> _Work required_
What follows are records. Restate all of them word for word.
-*-
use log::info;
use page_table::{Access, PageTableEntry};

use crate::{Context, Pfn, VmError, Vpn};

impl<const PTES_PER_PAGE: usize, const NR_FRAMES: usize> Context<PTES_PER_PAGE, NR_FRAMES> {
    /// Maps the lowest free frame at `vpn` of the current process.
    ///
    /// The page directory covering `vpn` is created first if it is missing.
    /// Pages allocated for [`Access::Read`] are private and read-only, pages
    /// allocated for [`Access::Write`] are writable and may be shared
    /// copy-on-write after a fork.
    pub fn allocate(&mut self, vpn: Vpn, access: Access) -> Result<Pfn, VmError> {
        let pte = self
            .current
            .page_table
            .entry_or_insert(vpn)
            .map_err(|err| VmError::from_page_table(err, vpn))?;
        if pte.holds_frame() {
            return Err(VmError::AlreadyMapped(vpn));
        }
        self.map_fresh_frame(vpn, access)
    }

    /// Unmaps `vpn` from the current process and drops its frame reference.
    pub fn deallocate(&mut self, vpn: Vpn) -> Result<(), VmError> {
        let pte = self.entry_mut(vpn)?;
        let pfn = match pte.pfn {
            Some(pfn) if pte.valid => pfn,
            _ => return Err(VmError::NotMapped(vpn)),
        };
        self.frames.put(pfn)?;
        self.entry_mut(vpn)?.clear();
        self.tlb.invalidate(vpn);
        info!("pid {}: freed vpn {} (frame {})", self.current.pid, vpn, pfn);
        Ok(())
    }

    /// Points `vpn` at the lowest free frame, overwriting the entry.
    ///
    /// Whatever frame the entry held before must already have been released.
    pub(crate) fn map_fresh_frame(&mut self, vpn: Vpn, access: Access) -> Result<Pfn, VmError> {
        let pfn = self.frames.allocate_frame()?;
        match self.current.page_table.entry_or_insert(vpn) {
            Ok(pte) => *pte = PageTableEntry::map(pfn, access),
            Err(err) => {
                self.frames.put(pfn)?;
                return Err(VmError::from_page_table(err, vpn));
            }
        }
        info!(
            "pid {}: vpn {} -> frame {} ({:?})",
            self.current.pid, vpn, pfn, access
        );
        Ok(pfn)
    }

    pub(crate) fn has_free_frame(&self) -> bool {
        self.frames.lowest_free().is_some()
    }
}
-*-
> _Your response_
use log::info;
use page_table::{Access, PageTableEntry};

use crate::{Context, Pfn, VmError, Vpn};

impl<const PTES_PER_PAGE: usize, const NR_FRAMES: usize> Context<PTES_PER_PAGE, NR_FRAMES> {
    /// Maps the lowest free frame at `vpn` of the current process.
    ///
    /// The page directory covering `vpn` is created first if it is missing.
    /// Pages allocated for [`Access::Read`] are private and read-only, pages
    /// allocated for [`Access::Write`] are writable and may be shared
    /// copy-on-write after a fork.
    pub fn allocate(&mut self, vpn: Vpn, access: Access) -> Result<Pfn, VmError> {
        let pte = self
            .current
            .page_table
            .entry_or_insert(vpn)
            .map_err(|err| VmError::from_page_table(err, vpn))?;
        if pte.holds_frame() {
            return Err(VmError::AlreadyMapped(vpn));
        }
        self.map_fresh_frame(vpn, access)
    }

    /// Unmaps `vpn` from the current process and drops its frame reference.
    pub fn deallocate(&mut self, vpn: Vpn) -> Result<(), VmError> {
        let pte = self.entry_mut(vpn)?;
        let pfn = match pte.pfn {
            Some(pfn) if pte.valid => pfn,
            _ => return Err(VmError::NotMapped(vpn)),
        };
        self.frames.put(pfn)?;
        self.entry_mut(vpn)?.clear();
        self.tlb.invalidate(vpn);
        info!("pid {}: freed vpn {} (frame {})", self.current.pid, vpn, pfn);
        Ok(())
    }

    /// Points `vpn` at the lowest free frame, overwriting the entry.
    ///
    /// Whatever frame the entry held before must already have been released.
    pub(crate) fn map_fresh_frame(&mut self, vpn: Vpn, access: Access) -> Result<Pfn, VmError> {
        let pfn = self.frames.allocate_frame()?;
        match self.current.page_table.entry_or_insert(vpn) {
            Ok(pte) => *pte = PageTableEntry::map(pfn, access),
            Err(err) => {
                self.frames.put(pfn)?;
                return Err(VmError::from_page_table(err, vpn));
            }
        }
        info!(
            "pid {}: vpn {} -> frame {} ({:?})",
            self.current.pid, vpn, pfn, access
        );
        Ok(pfn)
    }

    pub(crate) fn has_free_frame(&self) -> bool {
        self.frames.lowest_free().is_some()
    }
}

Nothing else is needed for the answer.